Bowmont fleeces have been used to produce a fabric called the “great Northern cloth
Bowmont fleeces have been used to produce a fabric called the “great Northern cloth

A Perthshire breeder of scarce Bowmont sheep has found international success with her latest batch of specialist fine fleeces.

Diana Rettie, who has a small flock of 24 sheep near Inchture, is one of a nucleus of producers who keeps the animals and her wool is now in demand by top German tailor, Brita Hirsch.

Mrs Rettie’s fleeces have been snapped up by Ms Hirsch and woven to produce a fabric she has named the “great Northern cloth”.

“I’m thrilled. It’s a dream come true as I always wondered why it wasn’t possible to produce better cloth – and now this wonderful fabric has been produced from my sheep,” said Mrs Rettie.

“Brita got a batch of my finest 141 grade of wool and has a contract to get it for the next three years.”

The breed, named after the Bowmont Valley in the Borders, was designed at Sourhope station in the Cheviots by the Macaulay Land Use Research Institute in the 1990s.

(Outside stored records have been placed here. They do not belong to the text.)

//! Store failures, undo, live subscriptions, notifications and SQLite
//! persistence through `InventoryService`.

mod common;

use std::sync::Arc;
use std::time::Duration;

use common::{add_product, add_warehouse, memory_service, widget, FlakyStore, SlowStore, OWNER};
use smartstock::{
    ApiError, ChannelNotifier, ErrorCode, InventoryService, NotificationDispatcher, Notifier,
};
use smartstock_core::command::{Command, NewWarehouse, StockTransfer, WarehousePatch};
use smartstock_core::{AuditAction, AuditQuery, EventKind, LedgerError, ProductFilter};
use smartstock_db::{Database, DbConfig};
use tokio::time::timeout;
use tokio_stream::StreamExt;

// =============================================================================
// Store failures
// =============================================================================

#[tokio::test]
async fn store_failure_leaves_state_untouched() {
    let store = Arc::new(FlakyStore::default());
    let service = InventoryService::open(store.clone()).await.unwrap();
    add_warehouse(&service, "Main").await;
    add_warehouse(&service, "Overflow").await;
    let product = add_product(&service, widget(10).in_warehouse("Main")).await;
    let revision = service.revision();

    store.set_failing(true).await;
    let err = service
        .execute(
            OWNER,
            Command::TransferStock(StockTransfer {
                id: product.id.clone(),
                from: "Main".into(),
                to: "Overflow".into(),
                quantity: 4,
            }),
        )
        .await
        .unwrap_err();

    assert!(matches!(err, LedgerError::StoreUnavailable(_)));
    assert!(err.is_retryable());
    assert_eq!(ApiError::from(err).code, ErrorCode::StoreUnavailable);

    // Neither the in-memory view nor the store moved.
    let current = service.product(&product.id).unwrap();
    assert_eq!(current.quantity, 10);
    assert_eq!(current.warehouse.as_deref(), Some("Main"));
    assert_eq!(service.revision(), revision);
    assert_eq!(store.state().await.audit_entries.len(), 3);

    // The same command succeeds once the store is back.
    store.set_failing(false).await;
    let receipt = service
        .execute(
            OWNER,
            Command::TransferStock(StockTransfer {
                id: product.id.clone(),
                from: "Main".into(),
                to: "Overflow".into(),
                quantity: 4,
            }),
        )
        .await
        .unwrap();
    assert_eq!(receipt.audit.action, AuditAction::TransferStock);
    assert_eq!(store.state().await.audit_entries.len(), 4);
}

#[tokio::test]
async fn concurrent_commands_are_serialized() {
    let (service, _) = memory_service().await;
    let service = Arc::new(service);
    let product = add_product(&service, widget(0)).await;

    let mut tasks = Vec::new();
    for _ in 0..20 {
        let service = service.clone();
        let id = product.id.clone();
        tasks.push(tokio::spawn(async move {
            service
                .execute(OWNER, Command::AdjustStock { id, delta: 1 })
                .await
        }));
    }
    for task in tasks {
        task.await.unwrap().unwrap();
    }

    assert_eq!(service.product(&product.id).unwrap().quantity, 20);
    let adjusts = service
        .audit(&AuditQuery::default().by_action(AuditAction::StockAdjust));
    assert_eq!(adjusts.len(), 20);
    assert!(adjusts.windows(2).all(|w| w[0].timestamp > w[1].timestamp));
}

#[tokio::test]
async fn reads_do_not_wait_for_commands_in_flight() {
    let service = Arc::new(
        InventoryService::open(Arc::new(SlowStore::new(Duration::from_millis(500))))
            .await
            .unwrap(),
    );
    add_warehouse(&service, "Main").await;

    let writer = {
        let service = service.clone();
        tokio::spawn(async move {
            service
                .execute(
                    OWNER,
                    Command::CreateWarehouse(NewWarehouse::new("Overflow", "NJ")),
                )
                .await
        })
    };
    tokio::time::sleep(Duration::from_millis(100)).await;
    assert!(!writer.is_finished());

    // Served from the last published view while the write is pending.
    let started = std::time::Instant::now();
    let entries = service.audit(&AuditQuery::recent(10));
    let warehouses = service.warehouses("");
    assert!(started.elapsed() < Duration::from_millis(100));
    assert_eq!(entries.len(), 1);
    assert_eq!(warehouses.len(), 1);
    assert_eq!(service.revision(), 1);

    writer.await.unwrap().unwrap();
    assert_eq!(service.audit(&AuditQuery::recent(10)).len(), 2);
    assert_eq!(service.revision(), 2);
}

// =============================================================================
// Undo
// =============================================================================

#[tokio::test]
async fn undo_restores_deleted_product() {
    let (service, _) = memory_service().await;
    add_warehouse(&service, "Main").await;
    let product = add_product(&service, widget(3).in_warehouse("Main")).await;

    service
        .execute(OWNER, Command::DeleteProduct { id: product.id.clone() })
        .await
        .unwrap();
    assert!(service.product(&product.id).is_none());
    assert!(service.can_undo(&product.id).await);

    let receipt = service.undo_delete(OWNER, &product.id).await.unwrap();
    assert_eq!(receipt.audit.action, AuditAction::RestoreProduct);

    let restored = service.product(&product.id).unwrap();
    assert_eq!(restored.quantity, 3);
    assert_eq!(restored.warehouse.as_deref(), Some("Main"));

    // A snapshot is good for one restore only.
    let err = service.undo_delete(OWNER, &product.id).await.unwrap_err();
    assert!(matches!(err, LedgerError::NotFound { .. }));
}

#[tokio::test]
async fn undo_window_expires() {
    let (service, _) = memory_service().await;
    let service = service.with_undo_window(Duration::from_millis(50));
    let product = add_product(&service, widget(3)).await;

    service
        .execute(OWNER, Command::DeleteProduct { id: product.id.clone() })
        .await
        .unwrap();
    tokio::time::sleep(Duration::from_millis(120)).await;

    assert!(!service.can_undo(&product.id).await);
    let err = service.undo_delete(OWNER, &product.id).await.unwrap_err();
    assert!(matches!(err, LedgerError::NotFound { .. }));
    assert!(service.product(&product.id).is_none());
}

#[tokio::test]
async fn undo_restores_unassigned_when_warehouse_is_gone() {
    let (service, _) = memory_service().await;
    let temp = add_warehouse(&service, "Temp").await;
    let product = add_product(&service, widget(3).in_warehouse("Temp")).await;

    service
        .execute(OWNER, Command::DeleteProduct { id: product.id.clone() })
        .await
        .unwrap();
    service
        .execute(OWNER, Command::DeleteWarehouse { id: temp.id.clone() })
        .await
        .unwrap();

    service.undo_delete(OWNER, &product.id).await.unwrap();
    assert_eq!(service.product(&product.id).unwrap().warehouse, None);
}

#[tokio::test]
async fn undo_survives_store_outage() {
    let store = Arc::new(FlakyStore::default());
    let service = InventoryService::open(store.clone()).await.unwrap();
    let product = add_product(&service, widget(3)).await;
    service
        .execute(OWNER, Command::DeleteProduct { id: product.id.clone() })
        .await
        .unwrap();

    store.set_failing(true).await;
    let err = service.undo_delete(OWNER, &product.id).await.unwrap_err();
    assert!(matches!(err, LedgerError::StoreUnavailable(_)));
    assert!(service.can_undo(&product.id).await);
    assert!(service.product(&product.id).is_none());

    store.set_failing(false).await;
    let receipt = service.undo_delete(OWNER, &product.id).await.unwrap();
    assert_eq!(receipt.audit.action, AuditAction::RestoreProduct);
    assert_eq!(service.product(&product.id).unwrap().quantity, 3);
    assert!(!service.can_undo(&product.id).await);
}

// =============================================================================
// Live subscriptions
// =============================================================================

#[tokio::test]
async fn subscription_follows_commands() {
    let (service, _) = memory_service().await;
    add_warehouse(&service, "Main").await;

    let mut stream = Box::pin(service.subscribe_products(ProductFilter {
        warehouse: Some("Main".into()),
        ..Default::default()
    }));

    let initial = stream.next().await.unwrap();
    assert!(initial.is_empty());

    let product = add_product(&service, widget(10).in_warehouse("Main")).await;
    let update = timeout(Duration::from_secs(1), stream.next())
        .await
        .unwrap()
        .unwrap();
    assert_eq!(update.len(), 1);
    assert_eq!(update[0].id, product.id);

    service
        .execute(OWNER, Command::DeleteProduct { id: product.id.clone() })
        .await
        .unwrap();
    let update = timeout(Duration::from_secs(1), stream.next())
        .await
        .unwrap()
        .unwrap();
    assert!(update.is_empty());
}

#[tokio::test]
async fn warehouse_rename_keeps_products_attached() {
    let (service, _) = memory_service().await;
    let main = add_warehouse(&service, "Main").await;
    let product = add_product(&service, widget(10).in_warehouse("Main")).await;

    let receipt = service
        .execute(
            OWNER,
            Command::UpdateWarehouse {
                id: main.id.clone(),
                patch: WarehousePatch {
                    name: Some("Central".into()),
                    ..Default::default()
                },
            },
        )
        .await
        .unwrap();

    assert_eq!(receipt.audit.action, AuditAction::UpdateWarehouse);
    assert_eq!(
        service.product(&product.id).unwrap().warehouse.as_deref(),
        Some("Central")
    );
    assert_eq!(service.warehouse_stats("Central").product_count, 1);
}

#[tokio::test]
async fn warehouse_and_audit_subscriptions() {
    let (service, _) = memory_service().await;
    let mut warehouses = Box::pin(service.subscribe_warehouses("nyc"));
    let mut activity = Box::pin(service.subscribe_audit(AuditQuery::recent(5)));

    assert!(warehouses.next().await.unwrap().is_empty());
    assert!(activity.next().await.unwrap().is_empty());

    add_warehouse(&service, "Main").await;

    let listed = timeout(Duration::from_secs(1), warehouses.next())
        .await
        .unwrap()
        .unwrap();
    assert_eq!(listed.len(), 1);
    assert_eq!(listed[0].name, "Main");

    let entries = timeout(Duration::from_secs(1), activity.next())
        .await
        .unwrap()
        .unwrap();
    assert_eq!(entries.len(), 1);
    assert_eq!(entries[0].action, AuditAction::AddWarehouse);
}

// =============================================================================
// Notifications
// =============================================================================

#[tokio::test]
async fn events_reach_channel_subscribers() {
    let channel = ChannelNotifier::new(32);
    let mut rx = channel.subscribe();
    let handle = NotificationDispatcher::spawn(vec![Arc::new(channel) as Arc<dyn Notifier>], 32);

    let (service, _) = memory_service().await;
    let service = service.with_notifications(handle);
    add_warehouse(&service, "Main").await;
    let product = add_product(&service, widget(10).in_warehouse("Main")).await;
    service
        .execute(
            OWNER,
            Command::AdjustStock {
                id: product.id.clone(),
                delta: -8,
            },
        )
        .await
        .unwrap();

    let mut received = Vec::new();
    for _ in 0..4 {
        let event = timeout(Duration::from_secs(1), rx.recv())
            .await
            .unwrap()
            .unwrap();
        received.push(event);
    }

    assert_eq!(received[0].title, "Warehouse added");
    assert_eq!(received[0].body, "Main warehouse created.");
    assert_eq!(received[1].title, "Product added");
    assert_eq!(received[2].title, "Stock adjusted");
    assert_eq!(received[3].kind, EventKind::LowStock);
    assert!(received[3].body.contains("Quantity: 2"));

    service.shutdown().await;
}

// =============================================================================
// SQLite
// =============================================================================

#[tokio::test]
async fn sqlite_service_survives_reopen() {
    let db = Arc::new(Database::new(DbConfig::in_memory()).await.unwrap());

    let first = InventoryService::open(db.clone()).await.unwrap();
    add_warehouse(&first, "Main").await;
    let product = add_product(&first, widget(10).in_warehouse("Main")).await;
    first
        .execute(
            OWNER,
            Command::AdjustStock {
                id: product.id.clone(),
                delta: -4,
            },
        )
        .await
        .unwrap();
    let expected_audit = first.audit(&AuditQuery::default());
    drop(first);

    let second = InventoryService::open(db.clone()).await.unwrap();
    assert_eq!(second.product(&product.id).unwrap().quantity, 6);
    assert_eq!(second.audit(&AuditQuery::default()), expected_audit);

    let row = db.products().get_by_id(&product.id).await.unwrap().unwrap();
    assert_eq!(row.quantity, 6);
}

// =============================================================================
// Product codes
// =============================================================================

#[tokio::test]
async fn backfill_gives_legacy_products_codes() {
    let (service, _) = memory_service().await;
    let first = add_product(&service, widget(1)).await;
    add_product(&service, widget(2).with_code("PROD-002")).await;
    let third = add_product(&service, widget(3)).await;

    let updated = service.backfill_product_codes(OWNER).await.unwrap();
    assert_eq!(updated.len(), 2);
    assert_eq!(
        service.product(&first.id).unwrap().product_code.as_deref(),
        Some("PROD-003")
    );
    assert_eq!(
        service.product(&third.id).unwrap().product_code.as_deref(),
        Some("PROD-004")
    );

    let updates = service.audit(&AuditQuery::default().by_action(AuditAction::UpdateProduct));
    assert_eq!(updates.len(), 2);

    // Nothing left to do the second time.
    assert!(service.backfill_product_codes(OWNER).await.unwrap().is_empty());
}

It involved mating Shetland ewes with fine Saxon-Merino rams and the intention was to create a hardy breed that could live on hill and upland farms and produce specialist wool to boost incomes on high, marginal sheep units.

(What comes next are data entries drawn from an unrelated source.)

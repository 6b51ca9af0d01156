//! # Repository Module
//!
//! Database repository implementations for SmartStock.
//!
//! ## Repository Pattern
//! ```text
//! ┌─────────────────────────────────────────────────────────────────────────┐
//! │                                                                         │
//! │  Database::commit(&Commit)          db.products().list_all()           │
//! │       │  one transaction                 │  pool connection            │
//! │       ▼                                  ▼                              │
//! │  product::upsert(&mut *tx, ..)      ProductRepository                  │
//! │  warehouse::delete(&mut *tx, ..)    WarehouseRepository                │
//! │  audit::append(&mut *tx, ..)        AuditRepository                    │
//! │       │                                  │                              │
//! │       └──────────────┬───────────────────┘                              │
//! │                      ▼                                                  │
//! │                SQLite Database                                          │
//! └─────────────────────────────────────────────────────────────────────────┘
//! ```
//!
//! Write helpers take `&mut SqliteConnection` so the same SQL runs inside a
//! transaction or on a plain pooled connection.
//!
//! ## Available Repositories
//!
//! - [`ProductRepository`](product::ProductRepository) - Product reads and writes
//! - [`WarehouseRepository`](warehouse::WarehouseRepository) - Warehouse reads and writes
//! - [`AuditRepository`](audit::AuditRepository) - Append-only activity log

pub mod audit;
pub mod product;
pub mod warehouse;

Mrs Rettie comes from a family of Borders tweed makers and is passionate about wool. She has won awards at major agricultural shows in the past, but this is her greatest success to date.

“The aim of the Bowmont was to produce easy-care, high quality fleeces and I started breeding them in 1993. The Macaulay ended the project in 2007 but I’ve been proud to carry it on,” she said.

“All the wool is classed as the finest by the British Wool Marketing Board and while many fleeces are worth just £2/kg, we’re getting more than £8/kg.”

Farmers failed to adopt the Bowmonts on a large scale and just a handful of breeders have continued with the breed. It has been estimated that just a few hundred animals exist.